Der vorherige Ansatz funktioniert gut, wenn die Sicherheitsanforderungen der Web-API den Sicherheitsanforderungen der Komponente entsprechen. Beispielsweise kann dieselbe Autorisierungsrichtlinie sowohl auf den Web-API-Endpunkt als auch auf die Komponente angewendet werden.

Komplexe Szenarien erfordern zusätzliche Planung und Implementierung. Beispielsweise erfordert eine Serverweb-API mit mehreren Aufrufen mit unterschiedlichen Zugriffsberechtigungen entweder eine komplexere Autorisierungsrichtlinie, eine oder mehrere zusätzliche Richtlinien oder zusätzliche Endpunkte mit unterschiedlichen Zugriffsanforderungen.

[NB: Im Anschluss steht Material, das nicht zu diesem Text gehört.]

use itertools::Itertools;
use log::{debug, info};
use rayon::iter::{
    IndexedParallelIterator, IntoParallelIterator, IntoParallelRefIterator, ParallelIterator,
};

use crate::geometry::{self, Point};
use crate::network::{
    ExtLine, ExtStation, Line, LineIdx, NetworkDescription, Station, StationIdx,
};
use crate::path::PathSegment;
use crate::primitives::{Meters, Time};

#[derive(Debug)]
pub enum BuildGraphError {
    UnknownStation {
        line: LineIdx,
        station: StationIdx,
    },
    LineTooShort {
        line: LineIdx,
    },
    StationRepeatedOnLine {
        line: LineIdx,
        station: StationIdx,
    },
    /// The relaxation produced a path visiting a station twice; the topology cannot be
    /// represented.
    RevisitingPath {
        from: StationIdx,
        to: StationIdx,
        path: PathSegment,
    },
}

#[derive(Debug, PartialEq, Eq)]
pub enum LookupError {
    SameStation(StationIdx),
    OutOfBounds(StationIdx),
    NoPath { from: StationIdx, to: StationIdx },
}

/// Kinematic limits of the rolling stock.
#[derive(Debug, Clone, Copy)]
pub struct TravelParams {
    pub acceleration: f64,
    pub max_speed: f64,
}

#[derive(Debug, Clone)]
pub struct Graph {
    stations: Vec<Station>,
    lines: Vec<Line>,
    /// paths[i][j]: best known route from i to j, `None` if unreachable.
    paths: Vec<Vec<Option<PathSegment>>>,
    /// travel_times[i][j]: only set for line-adjacent stations.
    travel_times: Vec<Vec<Option<Time>>>,
    delays: Vec<Vec<Time>>,
    is_convex: bool,
}

impl Graph {
    pub fn create(
        description: &NetworkDescription,
        default_capacity: usize,
        params: TravelParams,
    ) -> Result<Self, BuildGraphError> {
        let mut graph = Self::without_paths(description, default_capacity, params)?;
        graph.regenerate()?;
        Ok(graph)
    }

    /// Creates stations, lines and the travel-time matrix. The path matrix is empty until
    /// [`Graph::regenerate`] is called.
    pub fn without_paths(
        description: &NetworkDescription,
        default_capacity: usize,
        params: TravelParams,
    ) -> Result<Self, BuildGraphError> {
        let num_stations = description.stations.len();
        let mut stations = description
            .stations
            .iter()
            .enumerate()
            .map(|(idx, ExtStation { code, name, position })| {
                Station::new(StationIdx(idx as u32), code.clone(), name.clone(), *position)
            })
            .collect_vec();

        let mut lines = Vec::with_capacity(description.lines.len());
        for (idx, ext) in description.lines.iter().enumerate() {
            let line_idx = LineIdx(idx as u32);
            let ExtLine {
                code,
                name,
                stations: line_stations,
                train_count,
                capacity,
            } = ext;
            if line_stations.len() < 2 {
                return Err(BuildGraphError::LineTooShort { line: line_idx });
            }
            if let Some(&station) = line_stations
                .iter()
                .find(|s| s.0 as usize >= num_stations)
            {
                return Err(BuildGraphError::UnknownStation {
                    line: line_idx,
                    station,
                });
            }
            if let Some(&station) = line_stations.iter().duplicates().next() {
                return Err(BuildGraphError::StationRepeatedOnLine {
                    line: line_idx,
                    station,
                });
            }
            for &station in line_stations {
                stations[station.0 as usize].lines.push(line_idx);
            }
            lines.push(Line {
                id: line_idx,
                code: code.clone(),
                name: name.clone(),
                stations: line_stations.clone(),
                train_count: *train_count,
                capacity: capacity.unwrap_or(default_capacity),
            });
        }

        let mut travel_times = vec![vec![None; num_stations]; num_stations];
        for line in &lines {
            for (&a, &b) in line.stations.iter().tuple_windows() {
                let d = geometry::distance(
                    stations[a.0 as usize].position,
                    stations[b.0 as usize].position,
                );
                let t = geometry::travel_time(d, params.acceleration, params.max_speed);
                travel_times[a.0 as usize][b.0 as usize] = Some(t);
                travel_times[b.0 as usize][a.0 as usize] = Some(t);
            }
        }

        Ok(Self {
            stations,
            lines,
            paths: vec![vec![None; num_stations]; num_stations],
            travel_times,
            delays: vec![vec![0; num_stations]; num_stations],
            is_convex: false,
        })
    }

    /// Recomputes the path matrix from scratch, honouring the current open/closed status of
    /// every station.
    pub fn regenerate(&mut self) -> Result<(), BuildGraphError> {
        let num_stations = self.stations.len();
        debug!("Regenerating paths for {} stations", num_stations);

        let hops: Vec<Vec<(StationIdx, PathSegment)>> = self
            .stations()
            .map(|s| {
                self.open_neighbors(s)
                    .into_iter()
                    .map(|(n, line)| {
                        let t = self.travel_time(s, n).unwrap_or(0);
                        (n, PathSegment::hop(s, n, line, t))
                    })
                    .collect()
            })
            .collect();

        let paths: Vec<Vec<Option<PathSegment>>> = (0..num_stations)
            .into_par_iter()
            .map(|source| relax_row(StationIdx(source as u32), &hops, num_stations))
            .collect();

        let invalid = paths
            .par_iter()
            .enumerate()
            .find_map_any(|(from, row)| {
                row.iter().enumerate().find_map(|(to, path)| match path {
                    Some(path) if !path.check_validity() => Some((from, to, path.clone())),
                    _ => None,
                })
            });
        if let Some((from, to, path)) = invalid {
            return Err(BuildGraphError::RevisitingPath {
                from: StationIdx(from as u32),
                to: StationIdx(to as u32),
                path,
            });
        }

        self.is_convex = paths.iter().enumerate().all(|(from, row)| {
            row.iter()
                .enumerate()
                .all(|(to, path)| from == to || path.is_some())
        });
        self.paths = paths;
        Ok(())
    }

    /// Line-adjacent open neighbours of an open station. Each neighbour is listed once, with the
    /// first line connecting it.
    fn open_neighbors(&self, station: StationIdx) -> Vec<(StationIdx, LineIdx)> {
        let mut neighbors: Vec<(StationIdx, LineIdx)> = Vec::new();
        if self.station(station).is_closed() {
            return neighbors;
        }
        for &line_idx in &self.station(station).lines {
            for neighbor in self.line(line_idx).neighbors(station) {
                if self.station(neighbor).is_open()
                    && !neighbors.iter().any(|&(n, _)| n == neighbor)
                {
                    neighbors.push((neighbor, line_idx));
                }
            }
        }
        neighbors
    }

    pub fn station(&self, station: StationIdx) -> &Station {
        &self.stations[station.0 as usize]
    }

    pub(crate) fn station_mut(&mut self, station: StationIdx) -> &mut Station {
        &mut self.stations[station.0 as usize]
    }

    pub fn stations(&self) -> impl Iterator<Item = StationIdx> {
        (0_u32..(self.stations.len() as u32)).map(StationIdx)
    }

    pub fn open_stations(&self) -> impl Iterator<Item = StationIdx> + '_ {
        self.stations().filter(|&s| self.station(s).is_open())
    }

    pub fn num_stations(&self) -> usize {
        self.stations.len()
    }

    pub fn contains(&self, station: StationIdx) -> bool {
        (station.0 as usize) < self.stations.len()
    }

    pub fn line(&self, line: LineIdx) -> &Line {
        &self.lines[line.0 as usize]
    }

    pub fn lines(&self) -> impl Iterator<Item = &Line> {
        self.lines.iter()
    }

    pub fn is_convex(&self) -> bool {
        self.is_convex
    }

    pub fn travel_time(&self, s1: StationIdx, s2: StationIdx) -> Option<Time> {
        self.travel_times[s1.0 as usize][s2.0 as usize]
    }

    /// Overrides the nominal travel time between two adjacent stations. Cached paths keep their
    /// hop times until the next regeneration.
    pub fn set_travel_time(&mut self, s1: StationIdx, s2: StationIdx, seconds: Time) {
        self.travel_times[s1.0 as usize][s2.0 as usize] = Some(seconds);
        self.travel_times[s2.0 as usize][s1.0 as usize] = Some(seconds);
    }

    pub fn delay(&self, s1: StationIdx, s2: StationIdx) -> Time {
        self.delays[s1.0 as usize][s2.0 as usize]
    }

    /// Travel time including the delay currently in effect.
    pub fn segment_time(&self, s1: StationIdx, s2: StationIdx) -> Time {
        self.travel_time(s1, s2).unwrap_or(0) + self.delay(s1, s2)
    }

    pub fn add_delay(
        &mut self,
        s1: StationIdx,
        s2: StationIdx,
        seconds: Time,
    ) -> Result<(), LookupError> {
        self.check_bounds(s1)?;
        self.check_bounds(s2)?;
        self.delays[s1.0 as usize][s2.0 as usize] = seconds;
        self.delays[s2.0 as usize][s1.0 as usize] = seconds;
        Ok(())
    }

    fn check_bounds(&self, station: StationIdx) -> Result<(), LookupError> {
        if self.contains(station) {
            Ok(())
        } else {
            Err(LookupError::OutOfBounds(station))
        }
    }

    pub fn find_path(&self, s1: StationIdx, s2: StationIdx) -> Result<&PathSegment, LookupError> {
        self.check_bounds(s1)?;
        self.check_bounds(s2)?;
        if s1 == s2 {
            return Err(LookupError::SameStation(s1));
        }
        self.paths[s1.0 as usize][s2.0 as usize]
            .as_ref()
            .ok_or(LookupError::NoPath { from: s1, to: s2 })
    }

    pub fn station_distance(&self, s1: StationIdx, s2: StationIdx) -> Meters {
        geometry::distance(self.station(s1).position, self.station(s2).position)
    }

    pub fn find_nearest_open_station(&self, point: Point) -> Option<StationIdx> {
        self.open_stations()
            .map(|s| (s, geometry::distance(point, self.station(s).position)))
            .sorted_by(|a, b| a.1.total_cmp(&b.1))
            .map(|(s, _)| s)
            .next()
    }

    /// A path from `start` to the open station that gets closest to `end` while being closer to
    /// it than `start` is.
    pub fn find_repair_path(&self, start: StationIdx, end: StationIdx) -> Option<PathSegment> {
        if !self.contains(start) || !self.contains(end) {
            return None;
        }
        let start_distance = self.station_distance(start, end);
        self.open_stations()
            .filter(|&m| m != start)
            .filter(|&m| self.paths[start.0 as usize][m.0 as usize].is_some())
            .map(|m| (m, self.station_distance(m, end)))
            .filter(|&(_, d)| d < start_distance)
            .min_by(|a, b| a.1.total_cmp(&b.1))
            .and_then(|(m, _)| self.paths[start.0 as usize][m.0 as usize].clone())
    }

    /// The path matrix lookup, falling back to a repair path.
    pub fn path_or_repair(&self, start: StationIdx, end: StationIdx) -> Option<PathSegment> {
        match self.find_path(start, end) {
            Ok(path) => Some(path.clone()),
            Err(LookupError::SameStation(_)) => Some(PathSegment::single(start)),
            Err(_) => self.find_repair_path(start, end),
        }
    }

    pub fn common_line(&self, s1: StationIdx, s2: StationIdx) -> Option<LineIdx> {
        self.station(s1)
            .lines
            .iter()
            .copied()
            .find(|&line| self.line(line).position_of(s2).is_some())
    }

    /// Stations between `s1` and `s2` (inclusive) on the first line serving both.
    pub fn stations_between(&self, s1: StationIdx, s2: StationIdx) -> Option<Vec<StationIdx>> {
        let line = self.line(self.common_line(s1, s2)?);
        let p1 = line.position_of(s1)?;
        let p2 = line.position_of(s2)?;
        let (from, to) = if p1 <= p2 { (p1, p2) } else { (p2, p1) };
        Some(line.stations[from..=to].to_vec())
    }

    pub fn are_adjacent(&self, s1: StationIdx, s2: StationIdx) -> bool {
        self.station(s1)
            .lines
            .iter()
            .any(|&line| self.line(line).are_adjacent(s1, s2))
    }

    pub fn num_paths(&self) -> usize {
        self.paths.iter().flatten().filter(|p| p.is_some()).count()
    }

    pub fn log_summary(&self) {
        info!(
            "Graph: {} stations, {} lines, {} paths, convex: {}",
            self.num_stations(),
            self.lines.len(),
            self.num_paths(),
            self.is_convex
        );
    }
}

/// Relaxes all paths starting at `source` until no path changes.
///
/// A proposal only replaces an existing path if it is shorter by at least two stations.
fn relax_row(
    source: StationIdx,
    hops: &[Vec<(StationIdx, PathSegment)>],
    num_stations: usize,
) -> Vec<Option<PathSegment>> {
    let mut row: Vec<Option<PathSegment>> = vec![None; num_stations];
    for (neighbor, hop) in &hops[source.0 as usize] {
        row[neighbor.0 as usize] = Some(hop.clone());
    }

    loop {
        let mut changed = false;
        for middle in 0..num_stations {
            let Some(to_middle) = row[middle].clone() else {
                continue;
            };
            for (end, hop) in &hops[middle] {
                if *end == source {
                    continue;
                }
                let Some(proposal) = to_middle.append(hop) else {
                    continue;
                };
                let accept = match &row[end.0 as usize] {
                    None => true,
                    Some(current) => current.len() >= proposal.len() + 2,
                };
                if accept {
                    row[end.0 as usize] = Some(proposal);
                    changed = true;
                }
            }
        }
        if !changed {
            break;
        }
    }
    row
}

Wenn Sie Sicherheit in Apps einbauen, die interaktives Autorendering einführen, beachten Sie, dass die für die Web-API-Endpunkte des Servers implementierte Sicherheit nicht die Dienstimplementierung sichert, die verwendet wird, wenn eine Komponente auf dem Server gerendert wird und über den Dienst auf Daten zugreift. Wägen Sie sorgfältig den Unterschied zwischen dem Zugriff auf Daten auf dem Server während des SSR im Vergleich zum Zugriff auf die Daten in einer Clientweb-API-Anforderung während der CSR. Die Sicherheit wird strategisch angewendet, um unsachgemäßen Zugriff auf Daten zu vermeiden.

Beispiele im Blazor GitHub-Repository (Beispiele) (dotnet/blazor-samplesherunterladen), die den in diesem Abschnitt beschriebenen Ansatz veranschaulichen:

• BlazorWebAppOidc
• BlazorWebAppOidcBff
• BlazorWebAppEntra
• BlazorWebAppEntraBff

AuthenticationStateProvider Dienst

AuthenticationStateProvider ist der zugrunde liegende Dienst, der von der AuthorizeView-Komponente und kaskadierenden Authentifizierungsdiensten verwendet wird, um den Authentifizierungsstatus für Benutzer*innen abzurufen.

AuthenticationStateProvider wird in der Regel nicht direkt verwendet. Verwenden Sie die AuthorizeViewKomponenten oder die Task<AuthenticationState>Ansätze, die später in diesem Artikel beschrieben werden. Der Hauptnachteil bei der direkten Verwendung von AuthenticationStateProvider ist, dass die Komponente nicht automatisch benachrichtigt wird, wenn sich die zugrunde liegenden Daten des Authentifizierungsstatus ändern.

Informationen zum Implementieren eines benutzerdefinierten AuthenticationStateProvider finden Sie unter ASP.NET Core Blazor Authentifizierungsstatus, wo Sie auch Anleitungen zum Implementieren von Benachrichtigungen über Änderungen des Benutzer-Authentifizierungsstatus finden.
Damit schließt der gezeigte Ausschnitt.